Scan the entries for the word "usize" and return every line that has it.

- **Recorded data**
◇ ◇ ◇ ◇ ◇ ◇ ◇

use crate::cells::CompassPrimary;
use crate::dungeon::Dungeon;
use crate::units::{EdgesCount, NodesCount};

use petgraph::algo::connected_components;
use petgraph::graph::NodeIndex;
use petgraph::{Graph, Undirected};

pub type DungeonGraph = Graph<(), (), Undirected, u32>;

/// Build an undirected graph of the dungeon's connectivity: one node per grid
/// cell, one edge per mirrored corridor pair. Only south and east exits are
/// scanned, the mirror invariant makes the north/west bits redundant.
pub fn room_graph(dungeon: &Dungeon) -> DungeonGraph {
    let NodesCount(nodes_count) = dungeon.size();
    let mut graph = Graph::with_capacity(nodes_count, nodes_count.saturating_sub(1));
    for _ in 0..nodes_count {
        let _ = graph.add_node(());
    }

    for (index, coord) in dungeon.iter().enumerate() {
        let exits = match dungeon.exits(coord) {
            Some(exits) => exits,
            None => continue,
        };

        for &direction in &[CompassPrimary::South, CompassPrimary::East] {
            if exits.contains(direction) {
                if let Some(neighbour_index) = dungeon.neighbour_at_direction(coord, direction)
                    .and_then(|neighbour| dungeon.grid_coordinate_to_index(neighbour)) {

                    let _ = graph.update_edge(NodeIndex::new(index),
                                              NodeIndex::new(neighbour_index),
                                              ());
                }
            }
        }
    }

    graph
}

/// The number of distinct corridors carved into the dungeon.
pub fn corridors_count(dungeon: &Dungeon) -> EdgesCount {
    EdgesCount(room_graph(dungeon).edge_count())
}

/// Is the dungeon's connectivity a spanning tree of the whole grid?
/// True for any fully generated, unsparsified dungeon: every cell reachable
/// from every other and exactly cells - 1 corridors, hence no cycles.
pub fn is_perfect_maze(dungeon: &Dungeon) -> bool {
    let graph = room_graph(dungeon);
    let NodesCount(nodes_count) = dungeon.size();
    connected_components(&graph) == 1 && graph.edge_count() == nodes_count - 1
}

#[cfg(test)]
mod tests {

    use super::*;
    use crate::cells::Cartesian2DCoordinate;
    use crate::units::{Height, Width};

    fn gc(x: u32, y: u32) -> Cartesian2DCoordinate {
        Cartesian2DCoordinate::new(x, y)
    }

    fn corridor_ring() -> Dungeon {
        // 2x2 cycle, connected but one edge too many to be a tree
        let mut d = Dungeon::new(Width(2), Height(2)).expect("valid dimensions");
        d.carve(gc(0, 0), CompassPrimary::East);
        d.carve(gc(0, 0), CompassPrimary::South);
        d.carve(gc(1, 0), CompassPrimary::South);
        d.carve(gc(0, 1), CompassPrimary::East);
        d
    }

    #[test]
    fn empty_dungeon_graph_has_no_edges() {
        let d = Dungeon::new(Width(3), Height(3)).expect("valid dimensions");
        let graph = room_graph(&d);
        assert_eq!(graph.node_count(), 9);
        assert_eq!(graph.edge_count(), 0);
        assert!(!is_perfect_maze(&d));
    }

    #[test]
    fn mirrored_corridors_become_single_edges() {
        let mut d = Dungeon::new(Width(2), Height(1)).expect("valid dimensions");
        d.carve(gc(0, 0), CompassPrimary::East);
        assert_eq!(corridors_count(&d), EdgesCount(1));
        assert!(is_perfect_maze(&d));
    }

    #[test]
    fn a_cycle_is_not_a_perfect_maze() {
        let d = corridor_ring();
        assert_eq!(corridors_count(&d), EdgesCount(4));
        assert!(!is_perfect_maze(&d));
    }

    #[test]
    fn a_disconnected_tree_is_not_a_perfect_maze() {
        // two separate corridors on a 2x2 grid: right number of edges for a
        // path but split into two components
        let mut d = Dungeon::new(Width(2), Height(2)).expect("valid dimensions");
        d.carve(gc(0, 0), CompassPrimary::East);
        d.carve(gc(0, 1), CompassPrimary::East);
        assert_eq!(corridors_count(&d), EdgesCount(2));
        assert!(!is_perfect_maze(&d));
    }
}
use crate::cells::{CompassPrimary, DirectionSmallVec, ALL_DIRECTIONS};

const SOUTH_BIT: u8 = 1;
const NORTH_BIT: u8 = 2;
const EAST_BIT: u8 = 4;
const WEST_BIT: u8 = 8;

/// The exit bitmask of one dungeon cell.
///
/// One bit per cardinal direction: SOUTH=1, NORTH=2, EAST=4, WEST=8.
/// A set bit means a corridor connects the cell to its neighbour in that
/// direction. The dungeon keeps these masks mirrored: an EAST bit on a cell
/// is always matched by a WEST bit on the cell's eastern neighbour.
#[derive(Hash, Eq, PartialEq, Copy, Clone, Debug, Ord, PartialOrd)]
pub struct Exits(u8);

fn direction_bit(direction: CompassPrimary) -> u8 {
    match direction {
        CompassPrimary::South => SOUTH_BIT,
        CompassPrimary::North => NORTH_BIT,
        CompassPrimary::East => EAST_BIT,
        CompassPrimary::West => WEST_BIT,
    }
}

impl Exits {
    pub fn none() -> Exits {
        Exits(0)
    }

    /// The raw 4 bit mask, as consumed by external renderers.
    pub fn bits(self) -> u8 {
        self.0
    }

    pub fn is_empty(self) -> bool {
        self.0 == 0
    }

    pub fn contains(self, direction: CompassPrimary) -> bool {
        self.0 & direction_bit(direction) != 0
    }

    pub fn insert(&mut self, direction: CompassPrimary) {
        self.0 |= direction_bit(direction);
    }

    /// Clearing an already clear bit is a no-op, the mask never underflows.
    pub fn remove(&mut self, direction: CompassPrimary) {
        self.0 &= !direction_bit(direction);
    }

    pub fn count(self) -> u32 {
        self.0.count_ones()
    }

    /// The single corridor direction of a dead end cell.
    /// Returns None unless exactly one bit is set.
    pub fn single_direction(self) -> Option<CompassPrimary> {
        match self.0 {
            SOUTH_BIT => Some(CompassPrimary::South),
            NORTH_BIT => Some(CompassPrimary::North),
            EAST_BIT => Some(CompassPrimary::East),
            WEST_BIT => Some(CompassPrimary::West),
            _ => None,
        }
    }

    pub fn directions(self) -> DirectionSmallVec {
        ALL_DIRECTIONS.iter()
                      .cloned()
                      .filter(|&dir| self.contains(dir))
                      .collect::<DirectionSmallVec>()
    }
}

◇ ◇ ◇ ◇ ◇ ◇ ◇

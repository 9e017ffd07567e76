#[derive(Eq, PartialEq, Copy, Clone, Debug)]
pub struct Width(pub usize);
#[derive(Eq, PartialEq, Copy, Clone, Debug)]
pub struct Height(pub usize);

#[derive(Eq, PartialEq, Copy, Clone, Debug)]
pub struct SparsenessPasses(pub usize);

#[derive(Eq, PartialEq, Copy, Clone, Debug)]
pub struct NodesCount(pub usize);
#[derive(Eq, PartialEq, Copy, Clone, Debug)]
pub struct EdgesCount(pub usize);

◇ ◇ ◇ ◇ ◇ ◇ ◇

- **Solution below**
pub struct Width(pub usize);
pub struct Height(pub usize);
pub struct SparsenessPasses(pub usize);
pub struct NodesCount(pub usize);
pub struct EdgesCount(pub usize);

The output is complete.